//! End-to-end scenarios for vesta-core signal chains.
//!
//! Each test drives a small graph through the public API only: producers are
//! configured, events are scheduled, and rounds are pulled the way a host
//! callback pulls them.

use std::f64::consts::PI;
use std::rc::Rc;

use vesta_core::{
    BiquadFilter, BiquadFilterSharedBuffers, BiquadLeaders, Buffer, ByteParam, Delay, Envelope,
    FilterType, FloatParam, Lfo, LfoEnvelopeMapping, MidiController, Mixer, Oscillator,
    ProducerState, Round, Sample, Shared, SharedProducer, SignalProducer, Waveform, produce,
    shared,
};

/// Repeats one block per round on every channel, channel `c` scaled by
/// `c + 1`.
struct Pattern {
    state: ProducerState,
    block: Vec<Sample>,
}

impl Pattern {
    fn new(channels: usize, block: &[Sample]) -> Self {
        Self {
            state: ProducerState::new(channels),
            block: block.to_vec(),
        }
    }
}

impl SignalProducer for Pattern {
    fn state(&self) -> &ProducerState {
        &self.state
    }

    fn state_mut(&mut self) -> &mut ProducerState {
        &mut self.state
    }

    fn render(&mut self, _round: Round, first: usize, last: usize, buffer: &mut Buffer) {
        for (c, channel) in buffer.channels_mut().iter_mut().enumerate() {
            for i in first..last {
                channel[i] = self.block[i] * (c + 1) as Sample;
            }
        }
    }
}

/// Sum of sines, identical on every channel.
struct SineSum {
    state: ProducerState,
    partials: Vec<(Sample, Sample)>,
    position: usize,
}

impl SineSum {
    fn new(channels: usize, partials: &[(Sample, Sample)]) -> Self {
        Self {
            state: ProducerState::new(channels),
            partials: partials.to_vec(),
            position: 0,
        }
    }
}

impl SignalProducer for SineSum {
    fn state(&self) -> &ProducerState {
        &self.state
    }

    fn state_mut(&mut self) -> &mut ProducerState {
        &mut self.state
    }

    fn render(&mut self, _round: Round, first: usize, last: usize, buffer: &mut Buffer) {
        let sample_rate = self.state.sample_rate();

        for i in first..last {
            let t = self.position as Sample / sample_rate;
            let sample: Sample = self
                .partials
                .iter()
                .map(|(frequency, amplitude)| amplitude * (2.0 * PI * frequency * t).sin())
                .sum();

            for channel in buffer.channels_mut() {
                channel[i] = sample;
            }

            self.position += 1;
        }
    }
}

/// Amplitude of the `frequency` component of `signal`.
fn amplitude_at(signal: &[Sample], frequency: Sample, sample_rate: Sample) -> Sample {
    let (re, im) = signal.iter().enumerate().fold((0.0, 0.0), |(re, im), (n, s)| {
        let w = 2.0 * PI * frequency * n as Sample / sample_rate;
        (re + s * w.cos(), im + s * w.sin())
    });

    2.0 * (re * re + im * im).sqrt() / signal.len() as Sample
}

fn collect<P: SignalProducer>(producer: &mut P, rounds: Round, sample_count: usize) -> Vec<Vec<Sample>> {
    let channels = producer.state().channels();
    let mut output = vec![Vec::new(); channels];

    for round in 1..=rounds {
        let block = produce(producer, round, sample_count);

        for (c, samples) in output.iter_mut().enumerate() {
            samples.extend_from_slice(&block.channel(c)[..sample_count]);
        }
    }

    output
}

fn assert_close(actual: &[Sample], expected: &[Sample], tolerance: Sample) {
    assert_eq!(actual.len(), expected.len());

    for (i, (a, e)) in actual.iter().zip(expected).enumerate() {
        assert!((a - e).abs() <= tolerance, "sample {i}: {a} != {e}");
    }
}

fn waveform(waveform: Waveform) -> Shared<ByteParam> {
    shared(Waveform::param("WAV", waveform))
}

#[test]
fn low_pass_sanity() {
    let input = SineSum::new(2, &[(440.0, 0.5), (7040.0, 0.5)]);
    let mut filter: BiquadFilter<SineSum> =
        BiquadFilter::new("F", input, shared(FilterType::param("TYP", FilterType::LowPass)));
    filter.set_sample_rate(44100.0);
    filter.set_block_size(256);
    filter.frequency.set_value(1000.0);
    filter.q.set_value(0.0);

    // 0.2 s: a whole number of periods of both sines.
    for samples in collect(&mut filter, 50, 256) {
        let tail = &samples[samples.len() - 8820..];

        assert!((amplitude_at(tail, 440.0, 44100.0) - 0.5).abs() < 0.1);
        assert!(amplitude_at(tail, 7040.0, 44100.0) < 0.1);
    }
}

#[test]
fn delay_basic() {
    let mut delay = Delay::new(Pattern::new(2, &[0.1, 0.2, 0.3, 0.4, 0.5]));
    delay.set_sample_rate(10.0);
    delay.set_block_size(5);
    delay.gain.set_value(0.5);
    delay.time.set_value(0.25);
    delay.time.schedule_value(0.71, 0.4);

    let output = collect(&mut delay, 2, 5);
    let expected = [0.0, 0.0, 0.025, 0.075, 0.125, 0.175, 0.225, 0.150, 0.250, 0.050];

    assert_close(&output[0], &expected, 1e-12);
    assert_close(&output[1], &expected.map(|s| 2.0 * s), 1e-12);
}

#[test]
fn envelope_dahds() {
    let envelope = shared(Envelope::new("E"));
    {
        let mut envelope = envelope.borrow_mut();
        envelope.scale.set_value(0.8);
        envelope.initial_value.set_value(0.625);
        envelope.delay_time.set_value(0.7);
        envelope.attack_time.set_value(3.0);
        envelope.peak_value.set_value(1.0);
        envelope.hold_time.set_value(1.0);
        envelope.decay_time.set_value(2.0);
        envelope.sustain_value.set_value(0.75);
        envelope.release_time.set_value(0.0);
    }

    let mut param = FloatParam::new("P", -5.0, 5.0, 0.0);
    param.set_sample_rate(1.0);
    param.set_block_size(10);
    param.set_envelope(Some(envelope));
    param.start_envelope(0.3);

    assert_close(
        &collect(&mut param, 1, 10)[0],
        &[0.0, 0.0, 1.0, 2.0, 3.0, 3.0, 2.0, 1.0, 1.0, 1.0],
        1e-12,
    );
}

#[test]
fn linear_ramp_clamp() {
    let mut param = FloatParam::new("P", -1.0, 1.0, 0.0);
    param.set_sample_rate(1.0);
    param.set_block_size(20);
    param.set_value(-0.1);
    param.schedule_value(4.0, 0.0);
    param.schedule_linear_ramp(15.0, 1.5);

    let output = &collect(&mut param, 1, 20)[0];

    for (i, sample) in output.iter().enumerate().skip(4) {
        let expected = ((i - 4) as Sample * 0.1).min(1.0);
        assert!((sample - expected).abs() < 1e-12, "sample {i}: {sample}");
    }
}

#[test]
fn midi_smoothing() {
    let controller = shared(MidiController::new());
    let mut param = FloatParam::new("P", 0.0, 1.0, 0.0);
    param.set_sample_rate(3000.0);
    param.set_block_size(3000);
    param.set_midi_controller(Some(Rc::clone(&controller)));

    controller.borrow_mut().change(0, 0.0, 0.2);

    let output = &collect(&mut param, 1, 3000)[0];
    let ramp_samples = (vesta_core::param::MIDI_CTL_SMALL_CHANGE_DURATION
        .max(vesta_core::param::MIDI_CTL_BIG_CHANGE_DURATION * 0.2)
        * 3000.0) as usize;

    assert!(output[..ramp_samples].windows(2).all(|w| w[1] > w[0]));
    assert!((output[ramp_samples] - 0.2).abs() < 1e-9);
    assert!(output[ramp_samples..].iter().all(|s| (s - 0.2).abs() < 1e-9));
}

#[test]
fn lfo_envelope_modulation() {
    let envelope = shared(Envelope::new("E1"));
    {
        let mut envelope = envelope.borrow_mut();
        envelope.attack_time.set_value(0.5);
        envelope.hold_time.set_value(0.0);
        envelope.decay_time.set_value(0.0);
        envelope.sustain_value.set_value(1.0);
    }

    let lfo = shared(Lfo::new("L1"));
    {
        let mut lfo = lfo.borrow_mut();
        lfo.waveform.borrow_mut().set_value(Waveform::Sine.index());
        lfo.frequency_mut().set_value(25.0);
        lfo.set_sample_rate(100.0);
        lfo.set_block_size(100);
        lfo.start(0.0);
    }

    let leader = shared(FloatParam::new("P", 0.0, 10.0, 0.0));
    leader.borrow_mut().set_lfo(Some(Rc::clone(&lfo)));

    let mut mapping = LfoEnvelopeMapping::with_capacity(1);
    mapping.push(Rc::clone(&lfo), Rc::clone(&envelope));

    let mut param = FloatParam::follower(&leader);
    param.set_sample_rate(100.0);
    param.set_block_size(100);
    param.start_lfo_envelope(0.0, &mapping);

    let mut reference = FloatParam::new("R", 0.0, 1.0, 0.0);
    reference.set_sample_rate(100.0);
    reference.set_block_size(100);
    reference.set_envelope(Some(envelope));
    reference.start_envelope(0.0);

    let output = collect(&mut param, 1, 100).remove(0);
    let envelope_samples = collect(&mut reference, 1, 100).remove(0);
    let lfo_samples = lfo.borrow().state().buffer().channel(0)[..100].to_vec();

    for i in 0..100 {
        assert!((output[i] - 10.0 * envelope_samples[i] * lfo_samples[i]).abs() < 1e-9);
    }
}

#[test]
fn oscillator_through_filter_and_delay() {
    let mut oscillator = Oscillator::new(waveform(Waveform::Sawtooth));
    oscillator.set_sample_rate(48000.0);
    oscillator.set_block_size(128);
    oscillator.frequency.set_value(220.0);
    oscillator.start(0.0);

    let filter_type = shared(FilterType::param("TYP", FilterType::LowPass));
    let filter: BiquadFilter<Oscillator> = BiquadFilter::new("F", oscillator, filter_type);
    let mut delay = Delay::new(filter);
    delay.set_sample_rate(48000.0);
    delay.set_block_size(128);
    delay.input_mut().frequency.set_value(2000.0);
    delay.gain.set_value(1.0);
    delay.time.set_value(0.01);

    let output = collect(&mut delay, 20, 128).remove(0);

    // 10 ms at 48 kHz.
    assert!(output[..480].iter().all(|s| *s == 0.0));
    assert!(output[480..].iter().any(|s| s.abs() > 0.1));
    assert!(output.iter().all(|s| s.is_finite() && s.abs() < 2.0));
}

#[test]
fn filters_sharing_leaders_render_identical_voices() {
    let leaders = BiquadLeaders::new("F", FilterType::BandPass);
    leaders.frequency.borrow_mut().set_value(800.0);
    leaders.q.borrow_mut().set_value(6.0);

    let buffers = shared(BiquadFilterSharedBuffers::new());
    let mut mixer: Mixer<BiquadFilter<Oscillator>> = Mixer::new(1);
    mixer.set_sample_rate(44100.0);
    mixer.set_block_size(64);

    for _ in 0..2 {
        let mut oscillator = Oscillator::new(waveform(Waveform::Square));
        oscillator.frequency.set_value(110.0);
        oscillator.start(0.0);

        mixer.add(BiquadFilter::from_leaders(
            oscillator,
            &leaders,
            Some(Rc::clone(&buffers)),
        ));
    }

    for round in 1..=8 {
        produce(&mut mixer, round, 64);

        let first = mixer.input(0).state().buffer().channel(0)[..64].to_vec();
        let second = mixer.input(1).state().buffer().channel(0)[..64].to_vec();

        assert_eq!(first, second);
    }

    assert_eq!(buffers.borrow().round(), Some(8));
}

#[test]
fn followers_on_different_channels_filter_independently() {
    let controller = shared(MidiController::new());
    let leaders = BiquadLeaders::new("F", FilterType::LowPass);
    leaders.frequency.borrow_mut().set_midi_controller(Some(Rc::clone(&controller)));
    let buffers = shared(BiquadFilterSharedBuffers::new());

    let follower = |channel: u8| {
        let mut oscillator = Oscillator::new(waveform(Waveform::Sawtooth));
        oscillator.frequency.set_value(220.0);
        oscillator.start(0.0);

        let mut filter: BiquadFilter<Oscillator> =
            BiquadFilter::from_leaders(oscillator, &leaders, Some(Rc::clone(&buffers)));
        filter.frequency.set_midi_channel(channel);
        filter.set_sample_rate(44100.0);
        filter.set_block_size(256);
        filter
    };
    let mut dark = follower(1);
    let mut open = follower(2);

    controller.borrow_mut().change(1, 0.0, 0.01);
    controller.borrow_mut().change(2, 0.0, 1.0);

    let mut blocks = (Vec::new(), Vec::new());

    for round in 1..=40 {
        blocks.0 = produce(&mut dark, round, 256).channel(0)[..256].to_vec();
        blocks.1 = produce(&mut open, round, 256).channel(0)[..256].to_vec();
        controller.borrow_mut().clear();
    }

    assert!((dark.frequency.value() - 240.99).abs() < 0.01);
    assert!((open.frequency.value() - 24000.0).abs() < 0.01);
    assert_ne!(blocks.0, blocks.1);

    // 24 kHz is above Nyquist, so the open filter passes its input through.
    assert_eq!(blocks.1, open.input().state().buffer().channel(0)[..256].to_vec());
}

#[test]
fn shared_producer_is_rendered_once_per_round() {
    let source = shared(Pattern::new(1, &[1.0, 2.0, 3.0, 4.0]));
    source.borrow_mut().set_block_size(4);

    let mut mixer = Mixer::new(1);
    mixer.set_block_size(4);
    mixer.add(SharedProducer::new(Rc::clone(&source)));
    mixer.add_weighted(SharedProducer::new(Rc::clone(&source)), 0.5);

    assert_eq!(produce(&mut mixer, 1, 4).channel(0), &[1.5, 3.0, 4.5, 6.0]);
    assert_eq!(source.borrow().state().cached_round(), Some(1));
}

========================================

Exercise: Please count up the lines above that include the string "first" and respond with the total alone.

Response area: 6